1. [Working with primary data sources](#section-id1)
1. [Datasets](#section-id2)
1. [Sharing output](#section-id3) 
1. [More about Yandex DataSphere](#section-id4) 

In [3]:
# %pip install boto3 if needed
# set os environment variables aws_access_key_id and aws_secret_access_key

import boto3
import os
from pathlib import Path


def download_files(s3_client, bucket_name: str, local_path: str, file_name: str) -> None:
    local_path = Path(local_path)

    local_path.mkdir(parents=True, exist_ok=True)

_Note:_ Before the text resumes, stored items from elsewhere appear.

//! Embedding and completion providers for a local Ollama server.
//!
//! This module is only available when the `ollama` feature is enabled.

use async_trait::async_trait;
use serde::{Deserialize, Serialize};
use tracing::{debug, error};

use crate::completion::{CompletionOptions, CompletionProvider};
use crate::embedding::EmbeddingProvider;
use crate::error::{Result, StudyError};

/// Where `ollama serve` listens by default.
pub const DEFAULT_BASE_URL: &str = "http://localhost:11434";

/// The default embedding model.
const DEFAULT_EMBEDDING_MODEL: &str = "nomic-embed-text";

/// Dimensionality of `nomic-embed-text`.
const DEFAULT_DIMENSIONS: usize = 768;

/// The default generation model.
pub const DEFAULT_COMPLETION_MODEL: &str = "llama3.2";

const PROVIDER: &str = "Ollama";

/// An [`EmbeddingProvider`] backed by Ollama's `/api/embeddings` endpoint.
///
/// # Example
///
/// ```rust,ignore
/// use study_rag::ollama::OllamaEmbeddingProvider;
///
/// let provider = OllamaEmbeddingProvider::new();
/// let embedding = provider.embed("hello world").await?;
/// ```
pub struct OllamaEmbeddingProvider {
    client: reqwest::Client,
    base_url: String,
    model: String,
    dimensions: usize,
}

impl Default for OllamaEmbeddingProvider {
    fn default() -> Self {
        Self::new()
    }
}

impl OllamaEmbeddingProvider {
    /// Provider for `nomic-embed-text` on the default local server.
    pub fn new() -> Self {
        Self {
            client: reqwest::Client::new(),
            base_url: DEFAULT_BASE_URL.into(),
            model: DEFAULT_EMBEDDING_MODEL.into(),
            dimensions: DEFAULT_DIMENSIONS,
        }
    }

    /// Point at another server, e.g. `http://gpu-box:11434`.
    pub fn with_base_url(mut self, base_url: impl Into<String>) -> Self {
        self.base_url = base_url.into().trim_end_matches('/').to_string();
        self
    }

    /// Use another embedding model. `dimensions` must match its output size.
    pub fn with_model(mut self, model: impl Into<String>, dimensions: usize) -> Self {
        self.model = model.into();
        self.dimensions = dimensions;
        self
    }
}

/// A [`CompletionProvider`] backed by Ollama's non-streaming `/api/generate`.
pub struct OllamaCompletionProvider {
    client: reqwest::Client,
    base_url: String,
}

impl Default for OllamaCompletionProvider {
    fn default() -> Self {
        Self::new()
    }
}

impl OllamaCompletionProvider {
    /// Provider for the default local server. The model comes from each call's options.
    pub fn new() -> Self {
        Self { client: reqwest::Client::new(), base_url: DEFAULT_BASE_URL.into() }
    }

    pub fn with_base_url(mut self, base_url: impl Into<String>) -> Self {
        self.base_url = base_url.into().trim_end_matches('/').to_string();
        self
    }
}

// ── Ollama API request/response types ──────────────────────────────

#[derive(Serialize)]
struct EmbeddingRequest<'a> {
    model: &'a str,
    prompt: &'a str,
}

#[derive(Deserialize)]
struct EmbeddingResponse {
    embedding: Vec<f32>,
}

#[derive(Serialize)]
struct GenerateRequest<'a> {
    model: &'a str,
    prompt: &'a str,
    stream: bool,
    options: GenerateOptions,
}

#[derive(Serialize)]
struct GenerateOptions {
    num_predict: u32,
    #[serde(skip_serializing_if = "Option::is_none")]
    temperature: Option<f32>,
}

#[derive(Deserialize)]
struct GenerateResponse {
    response: String,
}

#[derive(Deserialize)]
struct ErrorResponse {
    error: String,
}

/// Send `body` to `url` and decode a successful response.
///
/// `wrap` turns a message into the caller's error variant.
async fn post_json<B, R>(
    client: &reqwest::Client,
    url: &str,
    body: &B,
    wrap: fn(String) -> StudyError,
) -> Result<R>
where
    B: Serialize + ?Sized,
    R: for<'de> Deserialize<'de>,
{
    let response = client.post(url).json(body).send().await.map_err(|e| {
        error!(provider = PROVIDER, url, error = %e, "request failed");
        wrap(format!("request failed: {e}"))
    })?;

    if !response.status().is_success() {
        let status = response.status();
        let body = response.text().await.unwrap_or_default();
        let detail = serde_json::from_str::<ErrorResponse>(&body).map(|e| e.error).unwrap_or(body);

        error!(provider = PROVIDER, %status, url, "API error");
        return Err(wrap(format!("API returned {status}: {detail}")));
    }

    response.json().await.map_err(|e| {
        error!(provider = PROVIDER, error = %e, "failed to parse response");
        wrap(format!("failed to parse response: {e}"))
    })
}

fn embedding_error(message: String) -> StudyError {
    StudyError::Embedding { provider: PROVIDER.into(), message }
}

fn completion_error(message: String) -> StudyError {
    StudyError::Completion { provider: PROVIDER.into(), message }
}

// ── Provider implementations ───────────────────────────────────────

#[async_trait]
impl EmbeddingProvider for OllamaEmbeddingProvider {
    async fn embed(&self, text: &str) -> Result<Vec<f32>> {
        debug!(provider = PROVIDER, text_len = text.len(), model = %self.model, "embedding text");

        let url = format!("{}/api/embeddings", self.base_url);
        let request = EmbeddingRequest { model: &self.model, prompt: text };
        let response: EmbeddingResponse =
            post_json(&self.client, &url, &request, embedding_error).await?;

        if response.embedding.len() != self.dimensions {
            return Err(embedding_error(format!(
                "model {} returned {} dimensions, expected {}",
                self.model,
                response.embedding.len(),
                self.dimensions
            )));
        }
        Ok(response.embedding)
    }

    fn dimensions(&self) -> usize {
        self.dimensions
    }

    fn name(&self) -> &str {
        PROVIDER
    }
}

#[async_trait]
impl CompletionProvider for OllamaCompletionProvider {
    async fn complete(&self, prompt: &str, options: &CompletionOptions) -> Result<String> {
        debug!(provider = PROVIDER, model = %options.model, prompt_len = prompt.len(), "generating");

        let url = format!("{}/api/generate", self.base_url);
        let request = GenerateRequest {
            model: &options.model,
            prompt,
            stream: false,
            options: GenerateOptions {
                num_predict: options.max_tokens,
                temperature: options.temperature,
            },
        };
        let response: GenerateResponse =
            post_json(&self.client, &url, &request, completion_error).await?;
        Ok(response.response)
    }

    fn name(&self) -> &str {
        PROVIDER
    }
}

#[cfg(test)]
mod tests {
    use super::*;

    #[test]
    fn generate_request_uses_ollama_option_names() {
        let request = GenerateRequest {
            model: "llama3.2",
            prompt: "hi",
            stream: false,
            options: GenerateOptions { num_predict: 64, temperature: Some(0.5) },
        };
        let json = serde_json::to_value(&request).unwrap();
        assert_eq!(json["stream"], false);
        assert_eq!(json["options"]["num_predict"], 64);
    }

    #[test]
    fn base_url_drops_trailing_slash() {
        let provider = OllamaEmbeddingProvider::new().with_base_url("http://host:11434/");
        assert_eq!(provider.base_url, "http://host:11434");
        assert_eq!(provider.dimensions(), DEFAULT_DIMENSIONS);
    }
}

    file_path = Path.joinpath(local_path, file_name)
    file_path.parent.mkdir(parents=True, exist_ok=True)
    s3_client.download_file(
        bucket_name,
        file_name,
        str(file_path)
    )


S3_CREDS = {
    "aws_access_key_id": 'YCAJEAeZbsb8c7fvN8GNL2vXz',
    "aws_secret_access_key": 'YCNNhq867MpjKO1w5vZhuCvHlpO64mCyI4tkJeOq'
}

bucket = "bucket-datalens-test-abacaba"
file_name = 'part-0.parquet'

client = boto3.client(
    service_name='s3',
    endpoint_url='https://storage.yandexcloud.net',
    **S3_CREDS)

download_files(
    client,
    bucket,
    "from-s3-folder",
    file_name
)


In [6]:
%pip install pyarrow==20.0.*

Defaulting to user installation because normal site-packages is not writeable
Collecting pyarrow==20.0.*
  Downloading pyarrow-20.0.0-cp310-cp310-manylinux_2_28_x86_64.whl.metadata (3.3 kB)
Downloading pyarrow-20.0.0-cp310-cp310-manylinux_2_28_x86_64.whl (42.3 MB)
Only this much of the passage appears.